▸ **WHAT IS NEEDED**
Please copy every line of the data in which the string "raised" appears.

== MATERIAL PROVIDED ==

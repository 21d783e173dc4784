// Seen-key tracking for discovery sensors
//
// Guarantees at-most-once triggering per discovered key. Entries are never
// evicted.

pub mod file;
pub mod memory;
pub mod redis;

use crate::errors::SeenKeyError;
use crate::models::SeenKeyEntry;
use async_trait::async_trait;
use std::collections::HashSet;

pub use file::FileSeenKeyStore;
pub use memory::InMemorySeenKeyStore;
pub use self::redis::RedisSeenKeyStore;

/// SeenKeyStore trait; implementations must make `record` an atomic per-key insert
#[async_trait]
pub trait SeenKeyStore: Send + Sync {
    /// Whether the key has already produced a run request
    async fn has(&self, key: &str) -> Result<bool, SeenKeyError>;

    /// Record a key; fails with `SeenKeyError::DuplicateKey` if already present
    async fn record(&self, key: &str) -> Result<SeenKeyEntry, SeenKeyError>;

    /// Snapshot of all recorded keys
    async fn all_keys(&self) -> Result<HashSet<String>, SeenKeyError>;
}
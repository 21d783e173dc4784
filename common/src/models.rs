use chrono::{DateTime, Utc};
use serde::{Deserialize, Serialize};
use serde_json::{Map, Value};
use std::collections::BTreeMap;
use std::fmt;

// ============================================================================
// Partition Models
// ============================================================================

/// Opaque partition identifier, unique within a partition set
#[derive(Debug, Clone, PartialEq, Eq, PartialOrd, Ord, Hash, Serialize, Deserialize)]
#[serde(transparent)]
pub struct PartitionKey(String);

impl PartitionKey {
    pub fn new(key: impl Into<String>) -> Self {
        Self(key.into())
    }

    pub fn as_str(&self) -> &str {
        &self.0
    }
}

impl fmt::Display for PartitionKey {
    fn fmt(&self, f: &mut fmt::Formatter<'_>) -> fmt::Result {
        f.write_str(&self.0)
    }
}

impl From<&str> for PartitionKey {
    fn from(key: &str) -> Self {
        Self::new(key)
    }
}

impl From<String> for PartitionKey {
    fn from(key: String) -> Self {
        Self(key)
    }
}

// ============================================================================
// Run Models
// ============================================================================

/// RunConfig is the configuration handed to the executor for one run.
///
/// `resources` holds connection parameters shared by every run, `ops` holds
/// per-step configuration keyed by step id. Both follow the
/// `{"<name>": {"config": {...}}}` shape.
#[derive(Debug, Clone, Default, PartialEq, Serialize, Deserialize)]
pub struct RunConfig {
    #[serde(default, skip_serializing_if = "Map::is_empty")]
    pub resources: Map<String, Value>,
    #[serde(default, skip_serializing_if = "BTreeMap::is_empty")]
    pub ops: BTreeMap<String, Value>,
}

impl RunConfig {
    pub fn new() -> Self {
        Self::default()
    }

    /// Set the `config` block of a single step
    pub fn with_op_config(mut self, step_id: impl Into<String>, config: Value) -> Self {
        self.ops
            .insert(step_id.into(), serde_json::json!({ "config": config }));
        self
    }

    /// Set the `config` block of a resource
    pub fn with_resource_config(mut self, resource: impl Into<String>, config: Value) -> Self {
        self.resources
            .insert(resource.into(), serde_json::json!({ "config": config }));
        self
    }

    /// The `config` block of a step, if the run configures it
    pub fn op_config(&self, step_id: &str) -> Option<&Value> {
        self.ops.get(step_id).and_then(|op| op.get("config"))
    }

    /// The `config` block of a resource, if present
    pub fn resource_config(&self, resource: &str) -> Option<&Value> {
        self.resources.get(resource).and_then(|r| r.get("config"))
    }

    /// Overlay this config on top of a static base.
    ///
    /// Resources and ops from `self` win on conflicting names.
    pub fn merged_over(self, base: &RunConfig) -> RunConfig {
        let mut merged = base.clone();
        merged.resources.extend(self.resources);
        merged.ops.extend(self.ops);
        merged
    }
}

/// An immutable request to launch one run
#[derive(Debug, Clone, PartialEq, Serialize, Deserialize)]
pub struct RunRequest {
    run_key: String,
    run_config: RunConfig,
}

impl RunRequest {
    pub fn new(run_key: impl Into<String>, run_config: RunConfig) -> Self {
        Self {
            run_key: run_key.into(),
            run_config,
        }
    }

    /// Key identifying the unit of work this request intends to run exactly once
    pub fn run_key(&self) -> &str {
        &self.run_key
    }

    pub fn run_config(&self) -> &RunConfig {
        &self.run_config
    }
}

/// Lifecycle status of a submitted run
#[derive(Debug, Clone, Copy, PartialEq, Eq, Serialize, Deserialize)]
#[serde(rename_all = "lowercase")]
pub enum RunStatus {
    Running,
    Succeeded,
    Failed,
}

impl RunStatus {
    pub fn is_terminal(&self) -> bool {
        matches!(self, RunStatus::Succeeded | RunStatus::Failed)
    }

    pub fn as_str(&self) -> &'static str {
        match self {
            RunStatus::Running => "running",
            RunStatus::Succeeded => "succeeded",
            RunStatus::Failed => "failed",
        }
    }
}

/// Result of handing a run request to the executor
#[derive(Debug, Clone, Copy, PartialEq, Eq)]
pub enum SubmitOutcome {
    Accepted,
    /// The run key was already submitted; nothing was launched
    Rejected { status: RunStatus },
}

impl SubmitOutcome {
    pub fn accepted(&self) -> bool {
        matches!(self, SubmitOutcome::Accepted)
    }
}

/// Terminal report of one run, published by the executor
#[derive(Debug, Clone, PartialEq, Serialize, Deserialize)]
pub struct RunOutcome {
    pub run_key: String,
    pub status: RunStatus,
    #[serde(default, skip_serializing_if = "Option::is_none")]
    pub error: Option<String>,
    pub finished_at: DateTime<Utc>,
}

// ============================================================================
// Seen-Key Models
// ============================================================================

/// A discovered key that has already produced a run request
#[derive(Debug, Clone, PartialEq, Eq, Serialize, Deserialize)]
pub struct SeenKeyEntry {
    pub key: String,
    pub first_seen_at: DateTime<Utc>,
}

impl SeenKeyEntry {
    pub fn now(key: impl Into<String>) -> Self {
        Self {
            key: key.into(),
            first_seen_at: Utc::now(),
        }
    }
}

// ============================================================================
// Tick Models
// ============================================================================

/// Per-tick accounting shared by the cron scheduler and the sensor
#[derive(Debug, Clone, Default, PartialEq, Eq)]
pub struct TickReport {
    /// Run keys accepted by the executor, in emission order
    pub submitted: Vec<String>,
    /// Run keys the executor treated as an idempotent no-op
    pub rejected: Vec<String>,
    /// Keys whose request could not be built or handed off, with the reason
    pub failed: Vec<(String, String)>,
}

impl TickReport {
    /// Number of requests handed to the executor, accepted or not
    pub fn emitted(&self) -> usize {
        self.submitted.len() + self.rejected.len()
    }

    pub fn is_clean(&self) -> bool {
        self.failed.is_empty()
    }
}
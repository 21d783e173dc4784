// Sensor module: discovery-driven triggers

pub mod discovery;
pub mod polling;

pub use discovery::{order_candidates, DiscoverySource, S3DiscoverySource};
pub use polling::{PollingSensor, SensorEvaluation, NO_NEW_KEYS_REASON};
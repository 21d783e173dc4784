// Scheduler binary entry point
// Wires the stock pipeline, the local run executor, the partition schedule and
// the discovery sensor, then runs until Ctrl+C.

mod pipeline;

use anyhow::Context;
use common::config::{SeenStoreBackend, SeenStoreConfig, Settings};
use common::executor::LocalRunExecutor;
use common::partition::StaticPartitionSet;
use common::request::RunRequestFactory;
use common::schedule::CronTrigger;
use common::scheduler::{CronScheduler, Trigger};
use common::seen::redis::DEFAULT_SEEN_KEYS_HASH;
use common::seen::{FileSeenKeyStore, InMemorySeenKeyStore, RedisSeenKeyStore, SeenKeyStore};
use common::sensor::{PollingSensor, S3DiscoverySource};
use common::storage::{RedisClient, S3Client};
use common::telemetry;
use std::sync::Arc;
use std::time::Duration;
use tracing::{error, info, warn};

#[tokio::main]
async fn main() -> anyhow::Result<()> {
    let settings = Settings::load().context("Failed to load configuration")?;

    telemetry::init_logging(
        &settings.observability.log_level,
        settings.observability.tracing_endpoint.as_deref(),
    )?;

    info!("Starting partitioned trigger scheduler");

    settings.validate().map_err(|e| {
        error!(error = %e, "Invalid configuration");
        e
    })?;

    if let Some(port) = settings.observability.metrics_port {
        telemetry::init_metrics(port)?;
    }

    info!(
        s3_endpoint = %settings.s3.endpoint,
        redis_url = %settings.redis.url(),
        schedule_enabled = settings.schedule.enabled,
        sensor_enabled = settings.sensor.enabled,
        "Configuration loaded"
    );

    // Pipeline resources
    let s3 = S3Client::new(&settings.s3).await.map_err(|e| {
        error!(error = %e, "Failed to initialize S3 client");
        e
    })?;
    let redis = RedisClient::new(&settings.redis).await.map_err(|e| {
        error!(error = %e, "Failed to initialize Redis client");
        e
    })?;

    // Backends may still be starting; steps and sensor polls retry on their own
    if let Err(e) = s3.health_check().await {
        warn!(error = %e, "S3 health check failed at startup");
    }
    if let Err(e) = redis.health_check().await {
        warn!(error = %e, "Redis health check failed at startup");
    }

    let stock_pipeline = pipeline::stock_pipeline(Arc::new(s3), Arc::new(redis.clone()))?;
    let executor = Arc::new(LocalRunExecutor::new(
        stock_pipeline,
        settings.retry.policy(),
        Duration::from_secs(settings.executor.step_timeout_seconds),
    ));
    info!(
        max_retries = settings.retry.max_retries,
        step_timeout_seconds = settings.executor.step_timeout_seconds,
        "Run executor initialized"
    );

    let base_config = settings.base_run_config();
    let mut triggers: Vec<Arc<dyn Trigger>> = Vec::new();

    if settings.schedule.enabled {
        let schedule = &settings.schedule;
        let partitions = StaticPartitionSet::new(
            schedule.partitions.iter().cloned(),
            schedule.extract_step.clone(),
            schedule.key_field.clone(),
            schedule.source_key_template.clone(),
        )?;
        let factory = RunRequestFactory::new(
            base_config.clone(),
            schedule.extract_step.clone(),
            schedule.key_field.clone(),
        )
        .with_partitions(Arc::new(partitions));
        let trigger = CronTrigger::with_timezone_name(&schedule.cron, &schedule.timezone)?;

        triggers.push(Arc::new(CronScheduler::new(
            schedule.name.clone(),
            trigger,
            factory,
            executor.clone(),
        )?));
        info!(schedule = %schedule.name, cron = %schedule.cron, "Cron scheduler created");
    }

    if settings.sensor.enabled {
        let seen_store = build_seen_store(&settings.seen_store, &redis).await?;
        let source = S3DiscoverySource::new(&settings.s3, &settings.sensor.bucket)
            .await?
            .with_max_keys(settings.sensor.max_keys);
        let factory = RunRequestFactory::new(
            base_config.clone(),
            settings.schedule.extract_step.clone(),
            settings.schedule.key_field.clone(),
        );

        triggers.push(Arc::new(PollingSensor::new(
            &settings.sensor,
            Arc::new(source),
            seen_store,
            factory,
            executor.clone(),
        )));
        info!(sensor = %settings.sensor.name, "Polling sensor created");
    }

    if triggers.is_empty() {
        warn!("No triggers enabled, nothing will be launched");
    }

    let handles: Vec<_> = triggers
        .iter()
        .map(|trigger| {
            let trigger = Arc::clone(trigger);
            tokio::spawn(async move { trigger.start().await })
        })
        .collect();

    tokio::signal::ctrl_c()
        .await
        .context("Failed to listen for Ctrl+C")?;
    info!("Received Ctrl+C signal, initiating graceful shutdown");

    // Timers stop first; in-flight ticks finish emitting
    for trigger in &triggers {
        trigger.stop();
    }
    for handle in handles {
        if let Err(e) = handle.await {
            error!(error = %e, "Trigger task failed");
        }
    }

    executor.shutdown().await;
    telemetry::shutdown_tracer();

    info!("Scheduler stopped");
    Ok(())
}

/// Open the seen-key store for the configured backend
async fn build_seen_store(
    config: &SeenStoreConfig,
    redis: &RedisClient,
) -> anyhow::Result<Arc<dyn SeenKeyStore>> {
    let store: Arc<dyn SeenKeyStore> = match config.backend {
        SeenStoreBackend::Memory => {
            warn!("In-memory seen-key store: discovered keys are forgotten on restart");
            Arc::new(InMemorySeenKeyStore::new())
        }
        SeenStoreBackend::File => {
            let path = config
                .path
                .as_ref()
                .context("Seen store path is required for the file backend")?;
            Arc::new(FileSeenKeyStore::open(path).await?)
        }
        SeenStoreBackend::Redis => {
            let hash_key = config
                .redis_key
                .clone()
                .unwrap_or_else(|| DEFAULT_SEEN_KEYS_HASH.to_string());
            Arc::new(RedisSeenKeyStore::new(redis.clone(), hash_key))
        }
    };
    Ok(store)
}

===
== MATERIAL PROVIDED ==

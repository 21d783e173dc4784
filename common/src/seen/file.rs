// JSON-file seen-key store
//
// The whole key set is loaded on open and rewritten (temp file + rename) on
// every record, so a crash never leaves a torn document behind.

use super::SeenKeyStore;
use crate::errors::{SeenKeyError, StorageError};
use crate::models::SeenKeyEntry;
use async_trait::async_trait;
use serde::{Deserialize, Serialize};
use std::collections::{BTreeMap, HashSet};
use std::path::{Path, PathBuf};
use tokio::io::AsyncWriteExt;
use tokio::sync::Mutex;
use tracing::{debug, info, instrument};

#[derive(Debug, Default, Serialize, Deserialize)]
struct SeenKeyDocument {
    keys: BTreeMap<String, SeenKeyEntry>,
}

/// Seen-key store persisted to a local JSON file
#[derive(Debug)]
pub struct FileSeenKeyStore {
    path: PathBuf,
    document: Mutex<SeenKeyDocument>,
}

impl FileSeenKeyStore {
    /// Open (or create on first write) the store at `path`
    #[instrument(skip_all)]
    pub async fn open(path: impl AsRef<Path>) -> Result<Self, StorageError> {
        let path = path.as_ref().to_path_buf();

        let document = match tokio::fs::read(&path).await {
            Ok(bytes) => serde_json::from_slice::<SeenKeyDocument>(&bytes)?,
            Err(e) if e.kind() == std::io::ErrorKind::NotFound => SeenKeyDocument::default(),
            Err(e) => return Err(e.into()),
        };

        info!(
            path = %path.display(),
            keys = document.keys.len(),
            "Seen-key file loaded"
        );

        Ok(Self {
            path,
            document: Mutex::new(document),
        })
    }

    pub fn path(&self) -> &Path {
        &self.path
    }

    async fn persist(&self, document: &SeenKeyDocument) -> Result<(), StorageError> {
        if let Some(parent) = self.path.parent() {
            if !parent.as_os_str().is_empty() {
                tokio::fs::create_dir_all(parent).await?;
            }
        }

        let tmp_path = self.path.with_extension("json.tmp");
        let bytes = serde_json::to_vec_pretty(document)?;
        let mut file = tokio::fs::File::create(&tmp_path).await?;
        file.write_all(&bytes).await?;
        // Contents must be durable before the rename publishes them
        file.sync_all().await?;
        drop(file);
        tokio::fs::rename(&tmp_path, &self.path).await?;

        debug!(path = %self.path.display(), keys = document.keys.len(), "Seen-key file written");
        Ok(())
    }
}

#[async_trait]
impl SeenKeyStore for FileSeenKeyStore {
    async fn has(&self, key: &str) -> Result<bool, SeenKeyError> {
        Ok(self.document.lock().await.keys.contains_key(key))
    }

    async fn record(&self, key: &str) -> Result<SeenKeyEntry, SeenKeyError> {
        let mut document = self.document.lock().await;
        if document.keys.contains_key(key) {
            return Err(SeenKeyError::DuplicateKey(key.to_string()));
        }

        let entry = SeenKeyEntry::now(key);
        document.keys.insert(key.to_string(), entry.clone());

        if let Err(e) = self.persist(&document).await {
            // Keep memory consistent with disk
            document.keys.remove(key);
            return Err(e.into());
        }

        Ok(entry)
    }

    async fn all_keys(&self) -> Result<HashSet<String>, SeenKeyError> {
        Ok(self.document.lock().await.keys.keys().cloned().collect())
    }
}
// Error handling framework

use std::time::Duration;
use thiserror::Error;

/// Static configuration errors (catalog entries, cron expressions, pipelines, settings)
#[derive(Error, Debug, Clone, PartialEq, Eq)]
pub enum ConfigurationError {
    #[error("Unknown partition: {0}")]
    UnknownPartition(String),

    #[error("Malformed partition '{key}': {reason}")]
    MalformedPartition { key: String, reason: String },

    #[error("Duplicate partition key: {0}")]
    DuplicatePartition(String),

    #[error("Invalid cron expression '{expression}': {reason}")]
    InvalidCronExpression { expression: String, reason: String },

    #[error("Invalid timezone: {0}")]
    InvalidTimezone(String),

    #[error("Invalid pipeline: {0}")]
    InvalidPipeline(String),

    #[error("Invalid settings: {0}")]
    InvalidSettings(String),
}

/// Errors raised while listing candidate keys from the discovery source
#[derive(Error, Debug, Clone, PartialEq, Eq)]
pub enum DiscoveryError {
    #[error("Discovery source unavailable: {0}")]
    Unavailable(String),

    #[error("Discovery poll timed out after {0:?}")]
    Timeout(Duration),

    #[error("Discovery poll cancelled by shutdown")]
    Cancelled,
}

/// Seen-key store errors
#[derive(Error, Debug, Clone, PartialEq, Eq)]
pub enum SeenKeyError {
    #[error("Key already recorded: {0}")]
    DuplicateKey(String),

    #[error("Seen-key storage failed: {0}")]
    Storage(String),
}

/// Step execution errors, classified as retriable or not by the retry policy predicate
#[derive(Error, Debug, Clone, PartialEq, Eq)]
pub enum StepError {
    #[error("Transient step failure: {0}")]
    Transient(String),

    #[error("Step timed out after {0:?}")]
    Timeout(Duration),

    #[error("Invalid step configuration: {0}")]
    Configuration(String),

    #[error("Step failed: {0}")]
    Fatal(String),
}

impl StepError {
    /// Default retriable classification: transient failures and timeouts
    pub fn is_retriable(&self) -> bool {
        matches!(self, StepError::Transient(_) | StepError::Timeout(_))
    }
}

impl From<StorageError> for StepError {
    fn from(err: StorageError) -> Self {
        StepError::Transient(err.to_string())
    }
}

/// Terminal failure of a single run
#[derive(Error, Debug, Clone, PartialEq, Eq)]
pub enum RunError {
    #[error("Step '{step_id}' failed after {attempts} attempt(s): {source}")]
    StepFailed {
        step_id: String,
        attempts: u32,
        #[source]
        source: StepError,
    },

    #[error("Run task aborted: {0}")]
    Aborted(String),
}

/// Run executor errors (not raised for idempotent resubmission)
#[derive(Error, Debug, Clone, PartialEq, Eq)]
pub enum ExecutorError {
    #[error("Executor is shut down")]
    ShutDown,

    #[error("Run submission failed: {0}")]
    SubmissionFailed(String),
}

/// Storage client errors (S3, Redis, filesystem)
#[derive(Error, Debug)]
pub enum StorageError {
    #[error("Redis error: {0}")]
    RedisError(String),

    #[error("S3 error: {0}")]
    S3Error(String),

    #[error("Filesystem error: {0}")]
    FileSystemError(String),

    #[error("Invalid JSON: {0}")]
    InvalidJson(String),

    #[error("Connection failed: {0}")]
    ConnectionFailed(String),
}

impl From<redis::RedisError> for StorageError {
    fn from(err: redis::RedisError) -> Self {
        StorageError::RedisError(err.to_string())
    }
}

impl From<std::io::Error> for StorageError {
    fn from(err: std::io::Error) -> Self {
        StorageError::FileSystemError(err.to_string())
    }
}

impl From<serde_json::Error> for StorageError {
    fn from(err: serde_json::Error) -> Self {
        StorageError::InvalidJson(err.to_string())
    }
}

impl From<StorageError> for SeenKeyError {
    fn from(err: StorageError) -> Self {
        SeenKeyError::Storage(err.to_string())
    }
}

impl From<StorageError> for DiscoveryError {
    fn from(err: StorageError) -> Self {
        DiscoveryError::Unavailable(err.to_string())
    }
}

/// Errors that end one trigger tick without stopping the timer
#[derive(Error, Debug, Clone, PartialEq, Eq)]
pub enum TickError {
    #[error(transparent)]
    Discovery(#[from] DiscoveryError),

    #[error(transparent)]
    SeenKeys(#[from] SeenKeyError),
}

===
== MATERIAL PROVIDED ==

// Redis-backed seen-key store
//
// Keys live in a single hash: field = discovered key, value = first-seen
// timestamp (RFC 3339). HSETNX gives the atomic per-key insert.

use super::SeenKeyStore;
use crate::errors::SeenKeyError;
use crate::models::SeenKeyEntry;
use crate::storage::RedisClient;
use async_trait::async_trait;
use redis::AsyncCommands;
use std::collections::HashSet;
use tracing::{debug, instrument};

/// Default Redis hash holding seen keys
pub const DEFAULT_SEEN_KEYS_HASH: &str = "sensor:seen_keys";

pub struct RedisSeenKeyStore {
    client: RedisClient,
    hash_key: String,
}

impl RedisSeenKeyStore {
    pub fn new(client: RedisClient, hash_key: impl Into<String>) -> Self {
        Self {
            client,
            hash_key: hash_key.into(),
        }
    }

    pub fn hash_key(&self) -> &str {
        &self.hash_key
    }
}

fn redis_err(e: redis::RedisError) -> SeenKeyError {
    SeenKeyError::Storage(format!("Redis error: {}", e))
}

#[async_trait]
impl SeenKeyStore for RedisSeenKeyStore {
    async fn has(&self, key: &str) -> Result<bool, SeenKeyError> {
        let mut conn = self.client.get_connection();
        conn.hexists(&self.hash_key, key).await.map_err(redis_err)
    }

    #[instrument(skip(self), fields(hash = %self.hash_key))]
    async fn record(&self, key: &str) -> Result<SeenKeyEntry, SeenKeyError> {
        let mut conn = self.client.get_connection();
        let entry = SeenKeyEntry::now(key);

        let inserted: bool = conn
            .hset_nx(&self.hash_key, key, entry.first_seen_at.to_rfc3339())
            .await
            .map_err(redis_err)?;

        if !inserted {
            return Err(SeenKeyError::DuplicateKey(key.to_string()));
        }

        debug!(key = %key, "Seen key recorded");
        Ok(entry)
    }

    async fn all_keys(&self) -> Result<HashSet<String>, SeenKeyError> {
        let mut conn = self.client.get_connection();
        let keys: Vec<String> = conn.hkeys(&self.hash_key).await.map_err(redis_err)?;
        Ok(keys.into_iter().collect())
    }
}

===

▸ **YOUR RESPONSE**
/// Errors raised while listing candidate keys from the discovery source
/// Run executor errors (not raised for idempotent resubmission)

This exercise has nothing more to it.